1Institute of Development Studies, University of Sussex, Brighton BN1 9RE, UK
2Independent Consultant, Via Passo Bocco 1, Parma, Italy

Received 4 August 2011; Revised 21 September 2011; Accepted 13 October 2011

Academic Editor: Priya Ranjan

Copyright © 2012 Xavier Cirera and Andrea Alfieri. This is an open access article distributed under the Creative Commons Attribution License, which permits unrestricted use, distribution, and reproduction in any medium, provided the original work is properly cited.


Unilateral trade preferences are one of the most important instruments offered by developed countries to foster developing country exports.
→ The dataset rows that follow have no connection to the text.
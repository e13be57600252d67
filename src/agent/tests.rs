//! Tests for agent lifecycle, heartbeats, and orchestrator hooks.

use super::*;
use crate::error::{CrewError, Result};
use crate::events::EventType;
use crate::team;
use crate::test_support::{TestWorkspace, create_test_team, test_workspace};
use crate::workspace::Workspace;
use chrono::Duration;
use std::sync::Mutex;

/// Records hook calls; optionally refuses to launch.
#[derive(Default)]
struct RecordingOrchestrator {
    fail_launch: bool,
    calls: Mutex<Vec<String>>,
}

impl Orchestrator for RecordingOrchestrator {
    fn launch(&self, _ws: &Workspace, _team: &str, agent: &AgentState) -> Result<Option<u32>> {
        self.calls.lock().unwrap().push(format!("launch {}", agent.id));
        if self.fail_launch {
            return Err(CrewError::Io("no capacity".to_string()));
        }
        Ok(Some(4242))
    }

    fn stop(&self, _ws: &Workspace, _team: &str, agent: &AgentState) -> Result<()> {
        self.calls
            .lock()
            .unwrap()
            .push(format!("stop {} {}", agent.id, agent.status));
        Err(CrewError::Io("already gone".to_string()))
    }
}

fn setup() -> TestWorkspace {
    let t = test_workspace();
    create_test_team(&t.ws, "alpha", "lead", &[]);
    t
}

fn spawn_worker(t: &TestWorkspace, id: &str) -> AgentState {
    spawn(&t.ws, &NoopOrchestrator, "alpha", id, "worker").unwrap().0
}

#[test]
fn test_spawn_activates_and_joins_team() {
    let t = setup();
    let orchestrator = RecordingOrchestrator::default();

    let (state, events) = spawn(&t.ws, &orchestrator, "alpha", "w1", "worker").unwrap();

    assert_eq!(state.status, AgentStatus::Active);
    assert_eq!(state.pid, Some(4242));
    assert_eq!(*orchestrator.calls.lock().unwrap(), vec!["launch w1"]);
    let types: Vec<EventType> = events.iter().map(|e| e.event_type).collect();
    assert_eq!(types, vec![EventType::MemberJoined, EventType::AgentSpawned]);

    let team = team::get_team(&t.ws, "alpha").unwrap();
    assert_eq!(team.member("w1").unwrap().role, "worker");
    assert_eq!(get(&t.ws, "alpha", "w1").unwrap(), state);
}

#[test]
fn test_failed_launch_terminates() {
    let t = setup();
    let orchestrator = RecordingOrchestrator {
        fail_launch: true,
        ..Default::default()
    };

    let err = spawn(&t.ws, &orchestrator, "alpha", "w1", "worker").unwrap_err();
    assert!(err.to_string().contains("no capacity"));
    assert_eq!(get(&t.ws, "alpha", "w1").unwrap().status, AgentStatus::Terminated);

    // A terminated agent may be spawned again.
    let (state, _) = spawn(&t.ws, &NoopOrchestrator, "alpha", "w1", "worker").unwrap();
    assert_eq!(state.status, AgentStatus::Active);
}

#[test]
fn test_spawn_existing_agent_conflicts() {
    let t = setup();
    spawn_worker(&t, "w1");

    let err = spawn(&t.ws, &NoopOrchestrator, "alpha", "w1", "worker").unwrap_err();
    assert!(matches!(err, CrewError::Conflict(_)));
}

#[test]
fn test_spawn_with_conflicting_role_is_abandoned() {
    let t = setup();
    team::join_team(&t.ws, "alpha", "w1", "reviewer").unwrap();

    let err = spawn(&t.ws, &NoopOrchestrator, "alpha", "w1", "worker").unwrap_err();
    assert!(matches!(err, CrewError::Conflict(_)));
    assert_eq!(get(&t.ws, "alpha", "w1").unwrap().status, AgentStatus::Terminated);
}

#[test]
fn test_set_status_follows_lifecycle() {
    let t = setup();
    spawn_worker(&t, "w1");

    let (state, events) = set_status(&t.ws, "alpha", "w1", AgentStatus::Idle).unwrap();
    assert_eq!(state.status, AgentStatus::Idle);
    assert_eq!(events.len(), 1);
    assert_eq!(events[0].payload["from"], "active");
    assert_eq!(events[0].payload["to"], "idle");

    let (_, events) = set_status(&t.ws, "alpha", "w1", AgentStatus::Idle).unwrap();
    assert!(events.is_empty());

    let err = set_status(&t.ws, "alpha", "w1", AgentStatus::Spawning).unwrap_err();
    assert!(matches!(err, CrewError::Conflict(_)));
    let err = set_status(&t.ws, "alpha", "w1", AgentStatus::Terminated).unwrap_err();
    assert!(matches!(err, CrewError::Conflict(_)));
}

#[test]
fn test_unknown_agent() {
    let t = setup();
    let err = set_status(&t.ws, "alpha", "ghost", AgentStatus::Idle).unwrap_err();
    assert!(matches!(err, CrewError::NotFound(_)));
    assert!(matches!(get(&t.ws, "alpha", "ghost").unwrap_err(), CrewError::NotFound(_)));
}

#[test]
fn test_idle_agents_filter_by_role() {
    let t = setup();
    spawn_worker(&t, "w1");
    spawn_worker(&t, "w2");
    spawn(&t.ws, &NoopOrchestrator, "alpha", "r1", "reviewer").unwrap();
    set_status(&t.ws, "alpha", "w2", AgentStatus::Idle).unwrap();
    set_status(&t.ws, "alpha", "r1", AgentStatus::Idle).unwrap();

    let all: Vec<String> = idle_agents(&t.ws, "alpha", None).unwrap().into_iter().map(|a| a.id).collect();
    assert_eq!(all, vec!["r1", "w2"]);

    let workers: Vec<String> = idle_agents(&t.ws, "alpha", Some("worker"))
        .unwrap()
        .into_iter()
        .map(|a| a.id)
        .collect();
    assert_eq!(workers, vec!["w2"]);
}

#[test]
fn test_sweep_marks_silent_agents_inactive() {
    let t = setup();
    spawn_worker(&t, "quiet");
    spawn_worker(&t, "chatty");
    let interval = t.ws.config.heartbeat_interval_secs as i64;

    t.clock.advance(Duration::seconds(interval * 2));
    heartbeat(&t.ws, "alpha", "chatty").unwrap();
    let (changed, events) = sweep_heartbeats(&t.ws, "alpha").unwrap();
    assert!(changed.is_empty());
    assert!(events.is_empty());
    assert_eq!(get(&t.ws, "alpha", "quiet").unwrap().consecutive_misses, 2);

    t.clock.advance(Duration::seconds(interval));
    let (changed, events) = sweep_heartbeats(&t.ws, "alpha").unwrap();
    let ids: Vec<&str> = changed.iter().map(|a| a.id.as_str()).collect();
    assert_eq!(ids, vec!["quiet"]);
    assert_eq!(changed[0].status, AgentStatus::Inactive);
    assert_eq!(events[0].event_type, EventType::AgentStatusChanged);
    assert_eq!(get(&t.ws, "alpha", "chatty").unwrap().status, AgentStatus::Active);
}

#[test]
fn test_heartbeat_revives_inactive_agent() {
    let t = setup();
    spawn_worker(&t, "w1");
    t.clock.advance(Duration::seconds(t.ws.config.heartbeat_interval_secs as i64 * 5));
    sweep_heartbeats(&t.ws, "alpha").unwrap();
    assert_eq!(get(&t.ws, "alpha", "w1").unwrap().status, AgentStatus::Inactive);

    let (state, events) = heartbeat(&t.ws, "alpha", "w1").unwrap();
    assert_eq!(state.status, AgentStatus::Active);
    assert_eq!(state.consecutive_misses, 0);
    assert_eq!(state.last_heartbeat, t.ws.now());
    assert_eq!(events.len(), 1);
}

#[test]
fn test_terminate_goes_through_shutting_down() {
    let t = setup();
    spawn_worker(&t, "w1");
    let orchestrator = RecordingOrchestrator::default();

    let (state, events) = terminate(&t.ws, &orchestrator, "alpha", "w1").unwrap();

    assert_eq!(state.status, AgentStatus::Terminated);
    // The stop hook saw the agent mid-shutdown; its failure did not block termination.
    assert_eq!(*orchestrator.calls.lock().unwrap(), vec!["stop w1 shutting_down"]);
    let types: Vec<EventType> = events.iter().map(|e| e.event_type).collect();
    assert_eq!(types, vec![EventType::AgentStatusChanged, EventType::AgentTerminated]);

    let err = heartbeat(&t.ws, "alpha", "w1").unwrap_err();
    assert!(matches!(err, CrewError::Conflict(_)));
    let err = terminate(&t.ws, &orchestrator, "alpha", "w1").unwrap_err();
    assert!(matches!(err, CrewError::Conflict(_)));
}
This paper analyzes the impact of unilateral trade preferences on developing countries by focusing on the experience of Mozambique. In this paper, we analyze whether unilateral preferences offered by the EU are “valuable” for Mozambican exporters based on the impact on preferential margins, utilization rates, and export prices. We use a detailed dataset with cif unit values at HS8-digits level covering the period 2000–2007. Our findings indicate that (i) for a large number of product lines, export margins are zero; (ii) utilization rates are generally high; however, (iii) this does not translate into a positive price margins captured by Mozambican exporters compared to MFN competitors. These findings cast doubts on the “value” of preferences and their potential impact on developing country exports.